Opposing the ordinance brought earlier, Adhir Ranjan Chowdhury (Cong) and Saugata Roy (TMC) said it was not required as the law has been amended on several occasions.

Pinaki Misra (BJD) described the bill as "disastrous", saying the legislation has been drafted by bureaucrats and the lawmakers have just rubberstamped it.

A Raja (DMK) said the registrar of companies has been given "excessive powers" which is not good. PP Chaudhury (BJP) said once the law is amended, it will help in ease of doing business and give a boost to commerce.

Salient features of the amendment:

Debarring of erring auditors

In case of proven misconduct, the Bill provides for debarment from appointment as an auditor or internal auditor of a company, or performing a company’s valuation, for a term between 6 months to 10 years.

Disqualification of Director

Under section 164, a new clause has been inserted to state that violation of Section 165(1) shall be a ground for disqualification of a director, if he/she breaches the limits of maximum directorship allowed thereunder.

Provisions to address the unspent CSR amount

Amendments have been proposed to Section 135 to carry forward the unspent corporate social responsibility amount, to a special account to be spent within three financial years and transfer to the Fund specified in Schedule VII, such as PM’s National Relief Fund.

Measures to control ‘shell companies’

Newly proposed Section 10A makes it mandatory for new companies to file a declaration with the concerned Registrar within 180 days of date of incorporation that every subscriber to the memorandum has paid the value of the shares agreed to be taken by him on the date of making such declaration.  Non-filing of such declaration can be a ground for removal of the company from the register of companies on grounds of non-commencement of business.

Section 12 (9) of the Bill enables the Registrar to cause a physical verification of the registered office of the company if the Registrar has reasonable cause to believe that the company is not carrying on any business.

Clause 36 of the Bill seeks to amend sub-section (1) of Section 248 of the Act to insert new clauses (d) and (e) enabling the Registrar to send notice to companies and its directors informing them of his intention to remove the name of the company from the registrar of companies in case the subscribers to the memorandum fail to pay the subscription which they had undertaken to pay or the company does not carry any business/operation anymore or the company fails to file the declaration under Section 10A.
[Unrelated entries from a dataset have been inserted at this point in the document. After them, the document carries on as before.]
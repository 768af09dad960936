//! Transaction identity, status, and commit coordination
//!
//! Each connected client is bound to exactly one `Transaction`. A
//! transaction that reads or overwrites a still-pending writer's version
//! records a dependency edge on that writer; its commit blocks until every
//! dependency is terminal and cascades to an abort if any dependency
//! aborted.
//!
//! # Wait latch
//!
//! The terminal transition is a latch: waiters block on the per-transaction
//! condition variable until the status leaves `Pending`, and the committing
//! or aborting thread wakes all of them after flipping the status under the
//! same lock. Registration and wakeup happen under one mutex, so a wakeup
//! cannot be lost between the status check and the wait.
//!
//! # Ordering
//!
//! Dependency edges always point at strictly smaller transaction ids (a
//! version's creator predates any transaction that later observes it), so
//! the wait graph is acyclic and every commit terminates.

use std::fmt;
use std::sync::Arc;

use parking_lot::{Condvar, Mutex};
use tracing::{debug, trace};
use versant_core::TxnStatus;

struct TxnState {
    status: TxnStatus,
    /// Dependency multiset: one entry per observation of a pending writer.
    /// Duplicate edges are harmless; waiting is a status check per entry.
    depends: Vec<Arc<Transaction>>,
}

/// A client-scoped unit of work with a unique id.
///
/// Created by [`crate::TransactionManager::create`]. Shared by reference
/// count: the client handle, every version the transaction authored, and
/// every dependency edge pointing at it each hold one clone.
pub struct Transaction {
    id: u64,
    state: Mutex<TxnState>,
    terminal: Condvar,
}

impl Transaction {
    pub(crate) fn new(id: u64) -> Self {
        Transaction {
            id,
            state: Mutex::new(TxnState {
                status: TxnStatus::Pending,
                depends: Vec::new(),
            }),
            terminal: Condvar::new(),
        }
    }

    /// The unique, monotonically assigned id. Ids are totally ordered and
    /// reflect creation order.
    pub fn id(&self) -> u64 {
        self.id
    }

    /// Current status, read under the per-transaction lock.
    pub fn status(&self) -> TxnStatus {
        self.state.lock().status
    }

    /// Record that this transaction must wait for `dep` before committing.
    ///
    /// Takes one reference on the target. Duplicates are allowed; the
    /// externally visible effect is that commit waits until `dep` is
    /// terminal at least once.
    pub fn add_dependency(&self, dep: Arc<Transaction>) {
        debug_assert!(
            dep.id < self.id,
            "dependency edge must point at an older transaction"
        );
        debug!(txn = self.id, on = dep.id, "add dependency");
        self.state.lock().depends.push(dep);
    }

    /// Number of dependency edges recorded so far.
    pub fn dependency_count(&self) -> usize {
        self.state.lock().depends.len()
    }

    /// Block until this transaction reaches a terminal status.
    pub fn wait_terminal(&self) {
        let mut state = self.state.lock();
        while !state.status.is_terminal() {
            self.terminal.wait(&mut state);
        }
    }

    /// Resolve this transaction by waiting on its dependency set.
    ///
    /// Blocks until every dependency is terminal. If any dependency
    /// aborted, this transaction cascade-aborts and `Aborted` is returned;
    /// otherwise the status flips to `Committed` and all waiters on this
    /// transaction are woken.
    ///
    /// A transaction can be cascade-aborted by another thread while it is
    /// blocked here (a garbage-collection pass over a key it wrote); in
    /// that case the already-terminal abort wins and `Aborted` is
    /// returned. A terminal status is never overwritten.
    pub fn commit(&self) -> TxnStatus {
        debug!(txn = self.id, "trying to commit");

        let deps = self.state.lock().depends.clone();
        for dep in &deps {
            trace!(txn = self.id, on = dep.id, "waiting for dependency");
            dep.wait_terminal();
        }

        if deps.iter().any(|dep| dep.status().is_aborted()) {
            debug!(txn = self.id, "dependency aborted, cascading");
            return self.abort();
        }

        let mut state = self.state.lock();
        match state.status {
            TxnStatus::Pending => {
                state.status = TxnStatus::Committed;
                drop(state);
                self.terminal.notify_all();
                debug!(txn = self.id, "committed");
                TxnStatus::Committed
            }
            // Cascade-aborted while blocked on a dependency.
            TxnStatus::Aborted => {
                drop(state);
                self.terminal.notify_all();
                debug!(txn = self.id, "aborted while committing");
                TxnStatus::Aborted
            }
            TxnStatus::Committed => TxnStatus::Committed,
        }
    }

    /// Abort this transaction and wake every thread waiting on it.
    ///
    /// Idempotent: aborting an already-aborted transaction re-wakes
    /// waiters and returns `Aborted`.
    ///
    /// # Panics
    ///
    /// Aborting a committed transaction is a contract violation and
    /// panics. The store's conflict rules guarantee this cannot happen
    /// under correct use; the server binary escalates the panic to
    /// process exit.
    pub fn abort(&self) -> TxnStatus {
        let mut state = self.state.lock();
        match state.status {
            TxnStatus::Committed => {
                drop(state);
                panic!(
                    "contract violation: abort of committed transaction {}",
                    self.id
                );
            }
            TxnStatus::Aborted => {
                drop(state);
                self.terminal.notify_all();
                trace!(txn = self.id, "already aborted");
                TxnStatus::Aborted
            }
            TxnStatus::Pending => {
                state.status = TxnStatus::Aborted;
                drop(state);
                self.terminal.notify_all();
                debug!(txn = self.id, "aborted");
                TxnStatus::Aborted
            }
        }
    }
}

impl fmt::Debug for Transaction {
    fn fmt(&self, f: &mut fmt::Formatter<'_>) -> fmt::Result {
        f.debug_struct("Transaction")
            .field("id", &self.id)
            .field("status", &self.status())
            .finish()
    }
}
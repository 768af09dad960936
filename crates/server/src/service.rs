//! Per-connection service loop
//!
//! Each accepted connection is bound to exactly one transaction. The loop
//! reads framed requests, dispatches PUT/GET against the store, and ends
//! on COMMIT, on an aborted status (the reply goes out first), or on any
//! protocol fault, in which case a still-pending transaction is aborted
//! before the connection closes.

use std::net::TcpStream;
use std::sync::Arc;

use tracing::{debug, trace, warn};

use versant_concurrency::{Transaction, TransactionManager, TxnStatus};
use versant_core::{Blob, Error, Key, Result};
use versant_storage::Store;

use crate::protocol::{recv_packet, send_packet, Packet, PacketType, ReplyStatus};
use crate::registry::ClientRegistry;

/// Serve one client connection to completion.
///
/// Registers with `registry`, creates the connection's transaction, runs
/// the request loop, then unregisters. The socket closes on drop.
pub fn serve_client(
    mut stream: TcpStream,
    manager: &TransactionManager,
    store: &Store,
    registry: &ClientRegistry,
) {
    let conn = match registry.register(&stream) {
        Ok(conn) => conn,
        Err(err) => {
            warn!(%err, "failed to register client");
            return;
        }
    };
    debug!(conn, "starting client service");

    let txn = manager.create();
    match run_session(&mut stream, &txn, store) {
        Ok(()) => {}
        Err(err) if err.is_disconnect() => debug!(conn, "client disconnected"),
        Err(err) => warn!(conn, %err, "client session failed"),
    }

    // Whatever ended the loop, a pending transaction must not outlive its
    // client.
    if txn.status() == TxnStatus::Pending {
        txn.abort();
    }

    debug!(conn, "ending client service");
    registry.unregister(conn);
}

fn run_session(stream: &mut TcpStream, txn: &Arc<Transaction>, store: &Store) -> Result<()> {
    loop {
        let (packet, _) = recv_packet(stream)?;
        match packet.kind {
            PacketType::Put => {
                let key = expect_carrier(stream, PacketType::Key)?;
                let value = expect_carrier(stream, PacketType::Value)?;
                debug!(txn = txn.id(), key_len = key.len(), value_len = value.len(), "PUT");

                let status = store.put(txn, Key::from_bytes(key), Blob::new(value));
                trace!(contents = ?store, "store after put");
                send_packet(stream, Packet::reply(reply_for(status)), None)?;
                if status.is_aborted() {
                    return Ok(());
                }
            }
            PacketType::Get => {
                let key = expect_carrier(stream, PacketType::Key)?;
                debug!(txn = txn.id(), key_len = key.len(), "GET");

                let (value, status) = store.get(txn, Key::from_bytes(key));
                trace!(contents = ?store, "store after get");
                send_packet(stream, Packet::reply(reply_for(status)), None)?;
                if status.is_aborted() {
                    return Ok(());
                }

                match value {
                    Some(blob) => {
                        let header = Packet::data(Some(blob.len() as u32));
                        send_packet(stream, header, Some(blob.as_bytes()))?;
                    }
                    None => send_packet(stream, Packet::data(None), None)?,
                }
            }
            PacketType::Commit => {
                debug!(txn = txn.id(), "COMMIT");
                let status = txn.commit();
                let reply = if status.is_committed() {
                    ReplyStatus::Committed
                } else {
                    ReplyStatus::Aborted
                };
                send_packet(stream, Packet::reply(reply), None)?;
                return Ok(());
            }
            other => {
                return Err(Error::protocol(format!(
                    "unexpected {other:?} packet in request position"
                )));
            }
        }
    }
}

/// Receive a payload-carrier packet of the expected kind and return its
/// bytes (empty when the header announced size zero).
fn expect_carrier(stream: &mut TcpStream, expected: PacketType) -> Result<Vec<u8>> {
    let (packet, payload) = recv_packet(stream)?;
    if packet.kind != expected {
        return Err(Error::protocol(format!(
            "expected {expected:?} packet, got {:?}",
            packet.kind
        )));
    }
    Ok(payload.unwrap_or_default())
}

fn reply_for(status: TxnStatus) -> ReplyStatus {
    if status.is_aborted() {
        ReplyStatus::Aborted
    } else {
        ReplyStatus::Ok
    }
}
Different financial year for accounting purposes for subsidiaries of foreign companies

The Bill proposed to add a proviso to Section 2 to permit companies which are subsidiaries or associates of foreign companies that follow a different financial year for accounting outside India to follow any period as its financial year.

Recategorization from “Fine” to “Penalty”

As many as 16 sections have been amended whereby the punishment for non-compliance to be levied under the existing Act is re-categorized from ‘Fine’ to ‘Penalty’. In general words, ‘fine’ is imposed when any application/petition is filed with any court (like NCLT, High Court) whereas ‘Penalty’ can be imposed in case of non-compliance by the company whereby the authority (like Registrar of Companies and Regional Directors) can directly impose penalty on company. Thus, Registrar of Company and Regional Director can now impose penalties directly after issuing show-cause notice, instead of going to judiciary to get fines imposed.